USCDataScience / sparkler

Spark-Crawler: Apache Nutch-like crawler that runs on Apache Spark.
http://irds.usc.edu/sparkler/
Apache License 2.0
412 stars 143 forks source link

Writing Data to Elasticsearch Storage Engine #224

Open Kefaun2601 opened 3 years ago

Kefaun2601 commented 3 years ago

Task Description

This is a task that is currently being worked on in order to provide Elasticsearch as a backend storage engine option for Sparkler. This builds upon the Factory Pattern outlined in Issue 218 where we abstract out storage engine-specific implementation.

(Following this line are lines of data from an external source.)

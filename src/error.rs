//! # Error Types
//!
//! This module defines the error type shared by every stage of the timeline engine.
//!
//! Two families of failure exist:
//! - **Structural** errors (`EmptyTempoMap`, `InvalidTimeSignature`, `InvalidConfig`)
//!   mean the caller handed over an impossible configuration. Tempo and grid
//!   functions return these instead of guessing.
//! - **Noisy input** errors (`UnparseableChordLabel`, `InsufficientPitchInfo`) only
//!   come out of the strict chord entry points. The public recognizer and
//!   normalizer swallow them and return a best-effort result, because MIDI text
//!   markers are arbitrary.
//!
//! ## Usage
//! ```rust
//! use chartgrid::{TempoMap, TimelineError};
//!
//! match TempoMap::new(Vec::new()) {
//!     Err(TimelineError::EmptyTempoMap) => {}
//!     other => panic!("unexpected: {:?}", other),
//! }
//! ```

use thiserror::Error;

#[derive(Error, Debug)]
pub enum TimelineError {
    /// A tempo map needs at least one segment.
    ///
    /// # Example
    /// ```
    /// # use chartgrid::TimelineError;
    /// assert_eq!(
    ///     TimelineError::EmptyTempoMap.to_string(),
    ///     "Tempo map must have at least one segment"
    /// );
    /// ```
    #[error("Tempo map must have at least one segment")]
    EmptyTempoMap,

    /// Beats per bar must be at least 1.
    #[error("Invalid time signature: numerator {numerator} must be >= 1")]
    InvalidTimeSignature { numerator: i64 },

    /// Text that does not start with a chord root (A-G).
    #[error("Unparseable chord label: {0:?}")]
    UnparseableChordLabel(String),

    /// Template matching needs two or more distinct pitch classes.
    #[error("Insufficient pitch information: {distinct} distinct pitch class(es), need at least 2")]
    InsufficientPitchInfo { distinct: usize },

    /// A configuration value is out of range.
    #[error("Invalid configuration: {0}")]
    InvalidConfig(String),

    /// The YAML configuration could not be deserialized.
    #[error("Configuration parse error: {0}")]
    ConfigParse(String),

    /// The MIDI byte stream is not a valid Standard MIDI File.
    #[error("MIDI parse error: {0}")]
    MidiParse(String),

    /// SMPTE timecode files carry no PPQN and cannot be placed on a beat grid.
    #[error("Unsupported MIDI timing: timecode-based files have no ticks per beat")]
    UnsupportedTiming,

    #[error(transparent)]
    Io(#[from] std::io::Error),
}

pub type Result<T> = std::result::Result<T, TimelineError>;
//! # Tempo Map
//!
//! Piecewise-constant tempo model converting between ticks, seconds and beats.
//!
//! ## Purpose
//! Every other stage of the engine places events on a musical grid. The tempo
//! map answers the two questions they all need:
//! - how many quarter-note beats have elapsed at a wall-clock time (`beats_at`)
//! - at what wall-clock time a given beat sounds (`seconds_at`)
//!
//! Both are answered by binary search over the segment starts plus a cumulative
//! beat count precomputed at each segment boundary, so a map is built once per
//! source file and then shared read-only.
//!
//! ## Bar/beat numbering
//! `time_to_bar_beat` subtracts the pickup (anacrusis) from the absolute beat and
//! divides by the time-signature numerator. Bars and beats are 1-based. Anything
//! before the pickup-adjusted downbeat lands in bar 0 with the beat counting
//! down from 1 (`beat = 1 + rel`, `rel < 0`).
//!
//! The numerator alone defines the bar length in this domain: a 6/8 bar is six
//! quarter-note beats long. Consumers of the produced rows rely on that.
//!
//! ## Example
//! ```rust
//! use chartgrid::{TempoMap, TempoSegment};
//!
//! let map = TempoMap::new(vec![TempoSegment::new(0.0, 60.0)]).unwrap();
//! let pos = map.time_to_bar_beat(1.0, 4, 0.0).unwrap();
//! assert_eq!((pos.bar, pos.beat, pos.beat_abs), (1, 2.0, 1.0));
//!
//! // One beat of pickup moves the Bar 1 downbeat to t = 1s.
//! let pos = map.time_to_bar_beat(1.0, 4, 1.0).unwrap();
//! assert_eq!((pos.bar, pos.beat), (1, 1.0));
//! ```

use serde::{Deserialize, Serialize};

use crate::error::{Result, TimelineError};

/// Tempo used when a source carries no tempo information.
pub const DEFAULT_BPM: f64 = 120.0;

/// BPM never drops below this, so beat/second conversions never divide by zero.
pub const MIN_BPM: f64 = 1e-6;

/// One constant-tempo stretch starting at `start_s` (and `start_tick` when the
/// map was derived from MIDI).
#[derive(Debug, Clone, Copy, PartialEq, Serialize, Deserialize)]
pub struct TempoSegment {
    #[serde(default, skip_serializing_if = "Option::is_none")]
    pub start_tick: Option<u64>,
    pub start_s: f64,
    pub bpm: f64,
}

impl TempoSegment {
    pub fn new(start_s: f64, bpm: f64) -> Self {
        TempoSegment {
            start_tick: None,
            start_s,
            bpm,
        }
    }

    pub fn at_tick(start_tick: u64, start_s: f64, bpm: f64) -> Self {
        TempoSegment {
            start_tick: Some(start_tick),
            start_s,
            bpm,
        }
    }

    fn beats_per_second(&self) -> f64 {
        self.bpm.max(MIN_BPM) / 60.0
    }

    fn seconds_per_beat(&self) -> f64 {
        60.0 / self.bpm.max(MIN_BPM)
    }
}

/// Time signature as notated. Beats are always quarter notes.
#[derive(Debug, Clone, Copy, PartialEq, Eq, Serialize, Deserialize)]
pub struct TimeSignature {
    pub numerator: u32,
    pub denominator: u32,
}

impl Default for TimeSignature {
    fn default() -> Self {
        TimeSignature {
            numerator: 4,
            denominator: 4,
        }
    }
}

impl TimeSignature {
    pub fn new(numerator: u32, denominator: u32) -> Self {
        TimeSignature {
            numerator,
            denominator,
        }
    }

    /// Bar length in quarter-note beats (`numerator * 4 / denominator`).
    ///
    /// Used by the tick-domain quantizer. A zero denominator is treated as 4.
    pub fn beats_per_bar(&self) -> f64 {
        let den = if self.denominator == 0 { 4 } else { self.denominator };
        self.numerator as f64 * (4.0 / den as f64)
    }

    /// Bar length in ticks, never less than one tick.
    pub fn ticks_per_bar(&self, ppqn: u32) -> u64 {
        let ticks = (ppqn as f64 * self.beats_per_bar()).round() as u64;
        if ticks > 0 {
            ticks
        } else {
            (ppqn as u64 * self.numerator as u64).max(1)
        }
    }

    pub fn validate(&self) -> Result<()> {
        if self.numerator == 0 {
            return Err(TimelineError::InvalidTimeSignature { numerator: 0 });
        }
        Ok(())
    }
}

/// A derived position on the bar/beat grid.
#[derive(Debug, Clone, Copy, PartialEq, Serialize)]
pub struct GridPosition {
    /// 1-based bar; 0 before the pickup-adjusted downbeat.
    pub bar: i64,
    /// 1-based beat within the bar, fractional.
    pub beat: f64,
    /// Beats elapsed since t = 0.
    pub beat_abs: f64,
}

/// An immutable, non-empty, time-ordered list of tempo segments.
#[derive(Debug, Clone, PartialEq)]
pub struct TempoMap {
    segments: Vec<TempoSegment>,
    starts: Vec<f64>,
    cum_beats: Vec<f64>,
}

impl TempoMap {
    /// Build a map from segments in any order.
    ///
    /// Segments are sorted by `start_s` (then `start_tick`). When two segments share a
    /// `start_tick`, the one listed last wins.
    pub fn new(mut segments: Vec<TempoSegment>) -> Result<Self> {
        if segments.is_empty() {
            return Err(TimelineError::EmptyTempoMap);
        }

        segments.sort_by(|a, b| {
            a.start_s
                .total_cmp(&b.start_s)
                .then(a.start_tick.cmp(&b.start_tick))
        });

        let mut deduped: Vec<TempoSegment> = Vec::with_capacity(segments.len());
        for seg in segments {
            match deduped.last_mut() {
                Some(last) if last.start_tick.is_some() && last.start_tick == seg.start_tick => {
                    *last = seg;
                }
                _ => deduped.push(seg),
            }
        }

        let starts: Vec<f64> = deduped.iter().map(|s| s.start_s).collect();
        let mut cum_beats = Vec::with_capacity(deduped.len());
        let mut cum = 0.0;
        cum_beats.push(0.0);
        for pair in deduped.windows(2) {
            let dur_s = (pair[1].start_s - pair[0].start_s).max(0.0);
            cum += dur_s * pair[0].beats_per_second();
            cum_beats.push(cum);
        }

        Ok(TempoMap {
            segments: deduped,
            starts,
            cum_beats,
        })
    }

    /// A single-segment map at `bpm`.
    pub fn constant(bpm: f64) -> Self {
        TempoMap {
            segments: vec![TempoSegment::at_tick(0, 0.0, bpm)],
            starts: vec![0.0],
            cum_beats: vec![0.0],
        }
    }

    /// Build a map from MIDI tempo changes given as `(tick, bpm)`.
    ///
    /// Duplicate ticks keep the last tempo. The first tempo applies from tick 0 even
    /// when its event comes later. No events yields a constant 120 BPM map.
    pub fn from_tick_tempos(ppqn: u32, events: &[(u64, f64)]) -> Self {
        if events.is_empty() {
            return TempoMap::constant(DEFAULT_BPM);
        }
        let ppqn = ppqn.max(1) as f64;

        let mut sorted = events.to_vec();
        sorted.sort_by_key(|(tick, _)| *tick);
        let mut changes: Vec<(u64, f64)> = Vec::with_capacity(sorted.len());
        for (tick, bpm) in sorted {
            match changes.last_mut() {
                Some(last) if last.0 == tick => last.1 = bpm,
                _ => changes.push((tick, bpm)),
            }
        }
        changes[0].0 = 0;

        let mut segments = Vec::with_capacity(changes.len());
        let mut secs = 0.0;
        for (i, &(tick, bpm)) in changes.iter().enumerate() {
            if i > 0 {
                let (prev_tick, prev_bpm) = changes[i - 1];
                let dticks = tick.saturating_sub(prev_tick) as f64;
                secs += (dticks / ppqn) * (60.0 / prev_bpm.max(MIN_BPM));
            }
            segments.push(TempoSegment::at_tick(tick, secs, bpm));
        }

        // Ticks are strictly increasing after dedup, so start_s is non-decreasing
        // and `new` cannot fail here.
        TempoMap::new(segments).unwrap_or_else(|_| TempoMap::constant(DEFAULT_BPM))
    }

    pub fn segments(&self) -> &[TempoSegment] {
        &self.segments
    }

    fn segment_index_at(&self, t: f64) -> usize {
        let idx = self.starts.partition_point(|&start| start <= t);
        idx.saturating_sub(1).min(self.segments.len() - 1)
    }

    /// Absolute beats elapsed at `t` seconds.
    pub fn beats_at(&self, t: f64) -> f64 {
        let i = self.segment_index_at(t);
        let seg = &self.segments[i];
        let local_s = (t - seg.start_s).max(0.0);
        self.cum_beats[i] + local_s * seg.beats_per_second()
    }

    /// Wall-clock seconds at which `beat_abs` sounds.
    pub fn seconds_at(&self, beat_abs: f64) -> f64 {
        let idx = self.cum_beats.partition_point(|&b| b <= beat_abs);
        let i = idx.saturating_sub(1).min(self.segments.len() - 1);
        let seg = &self.segments[i];
        let remaining = (beat_abs - self.cum_beats[i]).max(0.0);
        seg.start_s + remaining * seg.seconds_per_beat()
    }

    /// BPM of the segment in effect at `t`.
    pub fn bpm_at(&self, t: f64) -> f64 {
        self.segments[self.segment_index_at(t)].bpm.max(MIN_BPM)
    }

    /// Seconds per beat at `t`.
    pub fn seconds_per_beat_at(&self, t: f64) -> f64 {
        60.0 / self.bpm_at(t)
    }

    /// Seconds at an absolute MIDI tick.
    ///
    /// Uses the latest segment whose `start_tick` is at or before `tick`. Segments
    /// without a tick anchor fall back to a beat-domain lookup.
    pub fn tick_to_seconds(&self, tick: u64, ppqn: u32) -> f64 {
        let ppqn = ppqn.max(1) as f64;
        if self.segments.iter().any(|s| s.start_tick.is_none()) {
            return self.seconds_at(tick as f64 / ppqn);
        }
        let idx = self
            .segments
            .partition_point(|s| s.start_tick.unwrap_or(0) <= tick);
        let seg = &self.segments[idx.saturating_sub(1)];
        let dticks = tick.saturating_sub(seg.start_tick.unwrap_or(0)) as f64;
        seg.start_s + (dticks / ppqn) * seg.seconds_per_beat()
    }

    /// Map seconds to a bar/beat position.
    ///
    /// # Errors
    /// `InvalidTimeSignature` when `ts_num` is zero.
    pub fn time_to_bar_beat(&self, t: f64, ts_num: u32, pickup_beats: f64) -> Result<GridPosition> {
        let beat_abs = self.beats_at(t);
        position_from_beats(beat_abs, ts_num, pickup_beats)
    }
}

/// Split an absolute beat into bar and in-bar beat.
pub fn position_from_beats(beat_abs: f64, ts_num: u32, pickup_beats: f64) -> Result<GridPosition> {
    if ts_num == 0 {
        return Err(TimelineError::InvalidTimeSignature { numerator: 0 });
    }
    let per_bar = ts_num as f64;
    let rel = beat_abs - pickup_beats;
    let (bar, beat) = if rel < 0.0 {
        (0, 1.0 + rel)
    } else {
        (1 + (rel / per_bar).floor() as i64, 1.0 + rel.rem_euclid(per_bar))
    };
    Ok(GridPosition {
        bar,
        beat,
        beat_abs,
    })
}

/// Absolute beat of a bar's downbeat (`bar` is 1-based; bars below 1 clamp to 1).
pub fn downbeat_beat_abs(bar: i64, ts_num: u32, pickup_beats: f64) -> f64 {
    pickup_beats + ts_num as f64 * (bar - 1).max(0) as f64
}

To achieve the final goal of being able to write Sparkler data into the Elasticsearch storage engine, the team envisions that we'll be following these steps:

  1. Make sure the Elasticsearch storage engine is set up appropriately and ready to accept data
  2. Write simple data to Elasticsearch a. Perhaps a simple visualization to prove functionality
  3. Reorganize Sparkler data into a format conducive to Elasticsearch indexing
  4. Write data into Elasticsearch
  5. Visualize data in Elasticsearch (this will likely be brought up in a future issue)

This is a WIP and updates will be posted here as we make progress.

slhsxcmy commented 3 years ago

@thammegowda @buggtb @lewismc We had a few questions about Crawler.scala while adding Elasticsearch:

  1. How is the deep crawl different from a "normal" crawl? We only run deep crawl when -dc flag is enabled, but we always run normal crawl?
  2. What does the FairFetcher class do? Do we need to know since FairFetcher is not specific to Solr?
  3. Why is "storageProxy.commitCrawlDb()" called before the crawl, after the deep crawl, and after the normal crawl again?